→ EXERCISE INPUTS:
☆ ☆ ☆ ☆

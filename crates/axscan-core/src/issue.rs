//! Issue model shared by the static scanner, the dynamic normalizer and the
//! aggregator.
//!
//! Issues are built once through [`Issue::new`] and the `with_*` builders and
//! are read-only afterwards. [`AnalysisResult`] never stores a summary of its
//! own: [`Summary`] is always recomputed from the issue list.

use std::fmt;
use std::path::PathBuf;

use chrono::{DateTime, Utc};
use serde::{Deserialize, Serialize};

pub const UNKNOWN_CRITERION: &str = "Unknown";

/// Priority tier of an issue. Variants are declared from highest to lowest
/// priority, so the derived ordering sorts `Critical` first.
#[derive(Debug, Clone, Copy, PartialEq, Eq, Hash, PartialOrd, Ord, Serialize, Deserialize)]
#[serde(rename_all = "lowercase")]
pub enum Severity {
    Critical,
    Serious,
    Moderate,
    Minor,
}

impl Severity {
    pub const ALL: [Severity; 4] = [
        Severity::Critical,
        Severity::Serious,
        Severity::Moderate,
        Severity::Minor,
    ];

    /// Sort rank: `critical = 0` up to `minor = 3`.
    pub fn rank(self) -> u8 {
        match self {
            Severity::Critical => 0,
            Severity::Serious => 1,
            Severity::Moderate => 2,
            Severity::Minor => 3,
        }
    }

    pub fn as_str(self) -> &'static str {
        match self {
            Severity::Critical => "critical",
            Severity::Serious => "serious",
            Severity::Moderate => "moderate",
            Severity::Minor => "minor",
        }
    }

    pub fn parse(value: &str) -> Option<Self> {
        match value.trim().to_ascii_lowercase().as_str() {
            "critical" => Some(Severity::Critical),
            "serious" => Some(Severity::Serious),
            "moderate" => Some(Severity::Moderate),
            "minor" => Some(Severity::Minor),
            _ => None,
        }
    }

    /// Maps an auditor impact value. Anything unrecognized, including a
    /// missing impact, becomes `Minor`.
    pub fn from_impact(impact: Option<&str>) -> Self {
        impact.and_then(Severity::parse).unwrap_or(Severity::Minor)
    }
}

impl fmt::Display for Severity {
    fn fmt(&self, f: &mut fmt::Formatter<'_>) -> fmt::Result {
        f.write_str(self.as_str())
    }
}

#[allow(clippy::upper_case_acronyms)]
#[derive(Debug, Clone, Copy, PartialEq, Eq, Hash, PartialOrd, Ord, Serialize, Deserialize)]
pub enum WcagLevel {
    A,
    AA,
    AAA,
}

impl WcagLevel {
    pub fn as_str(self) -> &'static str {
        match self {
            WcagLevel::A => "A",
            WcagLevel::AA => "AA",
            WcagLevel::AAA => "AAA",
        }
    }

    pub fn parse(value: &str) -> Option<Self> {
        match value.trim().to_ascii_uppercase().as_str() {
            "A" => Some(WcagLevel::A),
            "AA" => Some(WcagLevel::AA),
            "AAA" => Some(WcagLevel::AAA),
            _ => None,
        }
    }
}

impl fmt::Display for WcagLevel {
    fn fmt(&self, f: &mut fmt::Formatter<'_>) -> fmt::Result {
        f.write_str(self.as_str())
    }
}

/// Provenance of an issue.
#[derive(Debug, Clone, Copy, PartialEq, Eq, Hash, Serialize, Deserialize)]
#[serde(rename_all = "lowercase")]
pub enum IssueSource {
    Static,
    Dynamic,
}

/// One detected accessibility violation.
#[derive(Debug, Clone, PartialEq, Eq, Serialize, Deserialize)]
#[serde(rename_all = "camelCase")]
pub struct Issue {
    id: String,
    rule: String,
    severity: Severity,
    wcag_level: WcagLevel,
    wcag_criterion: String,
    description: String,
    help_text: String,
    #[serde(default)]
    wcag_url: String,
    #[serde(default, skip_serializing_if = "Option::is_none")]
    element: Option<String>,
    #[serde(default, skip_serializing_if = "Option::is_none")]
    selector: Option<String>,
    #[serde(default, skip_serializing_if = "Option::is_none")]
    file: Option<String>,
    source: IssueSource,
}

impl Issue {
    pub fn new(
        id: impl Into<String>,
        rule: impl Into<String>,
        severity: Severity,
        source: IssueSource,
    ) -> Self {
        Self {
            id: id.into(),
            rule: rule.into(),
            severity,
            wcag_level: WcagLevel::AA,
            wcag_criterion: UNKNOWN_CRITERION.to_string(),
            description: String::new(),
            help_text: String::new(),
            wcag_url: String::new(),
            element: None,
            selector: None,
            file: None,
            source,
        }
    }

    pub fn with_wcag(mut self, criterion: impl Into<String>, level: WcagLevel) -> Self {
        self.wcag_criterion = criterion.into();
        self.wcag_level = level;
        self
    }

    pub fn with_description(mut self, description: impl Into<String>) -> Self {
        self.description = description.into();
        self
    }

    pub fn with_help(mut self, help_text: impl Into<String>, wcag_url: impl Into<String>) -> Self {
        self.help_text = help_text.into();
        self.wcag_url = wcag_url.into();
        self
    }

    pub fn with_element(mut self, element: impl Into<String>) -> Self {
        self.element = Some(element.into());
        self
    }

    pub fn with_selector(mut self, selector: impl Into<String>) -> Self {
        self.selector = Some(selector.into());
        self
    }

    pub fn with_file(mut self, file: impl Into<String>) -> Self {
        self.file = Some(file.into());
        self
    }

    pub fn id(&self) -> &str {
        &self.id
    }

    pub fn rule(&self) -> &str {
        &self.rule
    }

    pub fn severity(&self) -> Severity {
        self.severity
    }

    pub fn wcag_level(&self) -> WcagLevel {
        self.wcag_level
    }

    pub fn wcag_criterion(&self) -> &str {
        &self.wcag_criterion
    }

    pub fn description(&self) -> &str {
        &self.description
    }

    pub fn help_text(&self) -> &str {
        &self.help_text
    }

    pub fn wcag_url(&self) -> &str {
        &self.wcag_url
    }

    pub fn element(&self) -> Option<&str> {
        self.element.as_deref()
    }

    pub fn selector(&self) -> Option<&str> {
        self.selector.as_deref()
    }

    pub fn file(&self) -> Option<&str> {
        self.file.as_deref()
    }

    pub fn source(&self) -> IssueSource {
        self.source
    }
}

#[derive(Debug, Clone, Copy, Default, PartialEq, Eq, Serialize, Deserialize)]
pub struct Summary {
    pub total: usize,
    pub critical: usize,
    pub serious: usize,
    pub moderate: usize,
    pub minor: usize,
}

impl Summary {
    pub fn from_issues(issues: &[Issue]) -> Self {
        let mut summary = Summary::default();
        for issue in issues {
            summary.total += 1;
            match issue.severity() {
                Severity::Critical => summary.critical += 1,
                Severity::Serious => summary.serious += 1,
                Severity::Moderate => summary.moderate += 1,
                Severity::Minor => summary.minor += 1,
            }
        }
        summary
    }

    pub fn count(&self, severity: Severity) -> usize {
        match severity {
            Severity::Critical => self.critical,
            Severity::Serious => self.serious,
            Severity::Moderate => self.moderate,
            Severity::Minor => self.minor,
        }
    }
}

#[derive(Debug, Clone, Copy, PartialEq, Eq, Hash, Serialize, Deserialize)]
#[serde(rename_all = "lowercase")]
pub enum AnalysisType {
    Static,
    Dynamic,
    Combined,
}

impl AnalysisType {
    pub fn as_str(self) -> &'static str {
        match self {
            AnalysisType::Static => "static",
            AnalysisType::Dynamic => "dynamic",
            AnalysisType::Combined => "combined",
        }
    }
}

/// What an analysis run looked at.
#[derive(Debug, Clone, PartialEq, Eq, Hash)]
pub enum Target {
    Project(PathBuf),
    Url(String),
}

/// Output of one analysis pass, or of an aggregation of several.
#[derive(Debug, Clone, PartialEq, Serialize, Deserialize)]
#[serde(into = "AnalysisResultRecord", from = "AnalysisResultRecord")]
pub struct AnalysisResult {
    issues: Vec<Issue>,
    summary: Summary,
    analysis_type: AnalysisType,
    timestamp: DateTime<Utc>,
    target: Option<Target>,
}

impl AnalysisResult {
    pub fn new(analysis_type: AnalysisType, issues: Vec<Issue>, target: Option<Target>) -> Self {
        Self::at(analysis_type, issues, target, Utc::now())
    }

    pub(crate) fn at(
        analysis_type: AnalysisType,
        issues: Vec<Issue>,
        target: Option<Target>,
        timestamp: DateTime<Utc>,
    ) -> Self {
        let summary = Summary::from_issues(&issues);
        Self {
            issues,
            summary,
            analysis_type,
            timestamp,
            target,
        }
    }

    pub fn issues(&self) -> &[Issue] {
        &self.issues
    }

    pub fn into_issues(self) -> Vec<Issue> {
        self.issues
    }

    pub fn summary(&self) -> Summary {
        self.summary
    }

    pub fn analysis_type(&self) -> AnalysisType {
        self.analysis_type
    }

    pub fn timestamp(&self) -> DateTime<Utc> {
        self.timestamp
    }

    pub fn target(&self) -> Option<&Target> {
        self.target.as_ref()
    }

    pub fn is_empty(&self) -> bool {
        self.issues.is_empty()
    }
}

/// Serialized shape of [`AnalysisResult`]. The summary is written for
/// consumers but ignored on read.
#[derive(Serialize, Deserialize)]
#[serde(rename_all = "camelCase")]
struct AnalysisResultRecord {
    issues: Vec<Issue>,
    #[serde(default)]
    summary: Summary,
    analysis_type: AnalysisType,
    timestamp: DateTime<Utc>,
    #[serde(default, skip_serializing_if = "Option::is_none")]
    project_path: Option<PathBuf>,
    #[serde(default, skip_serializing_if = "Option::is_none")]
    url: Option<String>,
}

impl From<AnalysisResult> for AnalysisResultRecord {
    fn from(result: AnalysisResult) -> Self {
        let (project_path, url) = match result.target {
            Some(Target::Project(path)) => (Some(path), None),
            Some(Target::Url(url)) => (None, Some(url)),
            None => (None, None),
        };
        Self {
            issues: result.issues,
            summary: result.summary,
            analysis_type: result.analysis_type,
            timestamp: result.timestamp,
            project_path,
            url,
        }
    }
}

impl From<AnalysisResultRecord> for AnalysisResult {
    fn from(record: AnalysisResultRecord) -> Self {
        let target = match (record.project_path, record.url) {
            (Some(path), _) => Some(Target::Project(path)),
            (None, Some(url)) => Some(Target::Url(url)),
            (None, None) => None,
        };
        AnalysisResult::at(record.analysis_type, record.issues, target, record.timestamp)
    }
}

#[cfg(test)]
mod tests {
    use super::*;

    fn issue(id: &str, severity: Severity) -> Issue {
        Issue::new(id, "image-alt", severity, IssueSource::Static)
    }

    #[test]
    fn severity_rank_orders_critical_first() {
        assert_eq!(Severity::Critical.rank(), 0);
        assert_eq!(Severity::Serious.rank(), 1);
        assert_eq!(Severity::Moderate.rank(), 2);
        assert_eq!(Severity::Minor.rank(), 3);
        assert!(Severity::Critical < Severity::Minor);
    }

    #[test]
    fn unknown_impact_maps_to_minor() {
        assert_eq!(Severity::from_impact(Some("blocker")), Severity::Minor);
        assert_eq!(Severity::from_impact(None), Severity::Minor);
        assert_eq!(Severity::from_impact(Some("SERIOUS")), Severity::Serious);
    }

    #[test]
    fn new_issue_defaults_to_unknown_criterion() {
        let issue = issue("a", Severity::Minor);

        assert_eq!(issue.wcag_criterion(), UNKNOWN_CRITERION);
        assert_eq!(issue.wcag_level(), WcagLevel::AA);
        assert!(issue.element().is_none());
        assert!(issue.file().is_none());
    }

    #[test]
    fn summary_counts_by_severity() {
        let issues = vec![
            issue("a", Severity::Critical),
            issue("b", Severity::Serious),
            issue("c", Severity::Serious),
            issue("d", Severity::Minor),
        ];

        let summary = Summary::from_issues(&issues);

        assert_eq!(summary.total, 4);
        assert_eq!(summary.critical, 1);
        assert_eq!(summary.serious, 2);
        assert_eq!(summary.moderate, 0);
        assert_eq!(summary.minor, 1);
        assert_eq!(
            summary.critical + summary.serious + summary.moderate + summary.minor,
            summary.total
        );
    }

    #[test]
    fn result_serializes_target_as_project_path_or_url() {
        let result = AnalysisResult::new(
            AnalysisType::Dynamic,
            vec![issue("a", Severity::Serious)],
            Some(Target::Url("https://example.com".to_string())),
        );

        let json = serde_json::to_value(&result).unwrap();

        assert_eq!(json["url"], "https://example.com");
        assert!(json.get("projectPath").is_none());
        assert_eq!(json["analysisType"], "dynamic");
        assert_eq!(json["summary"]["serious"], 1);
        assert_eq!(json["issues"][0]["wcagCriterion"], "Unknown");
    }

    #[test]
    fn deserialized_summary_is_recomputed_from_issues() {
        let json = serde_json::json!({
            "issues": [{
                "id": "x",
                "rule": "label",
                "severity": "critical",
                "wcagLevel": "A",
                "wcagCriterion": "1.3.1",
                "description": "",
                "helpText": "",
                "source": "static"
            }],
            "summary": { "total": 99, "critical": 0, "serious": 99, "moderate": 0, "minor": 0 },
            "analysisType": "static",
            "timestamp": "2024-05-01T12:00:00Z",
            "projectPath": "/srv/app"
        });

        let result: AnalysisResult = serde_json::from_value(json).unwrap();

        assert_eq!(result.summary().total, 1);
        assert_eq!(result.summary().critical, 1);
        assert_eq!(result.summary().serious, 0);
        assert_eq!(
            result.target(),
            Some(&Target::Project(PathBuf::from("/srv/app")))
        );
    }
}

☆ ☆ ☆ ☆

→ AIM OF THE EXERCISE: Go over the records above line by line and count those holding the word "https". Reply only with the number.

→ PROBLEM SOLUTION: 2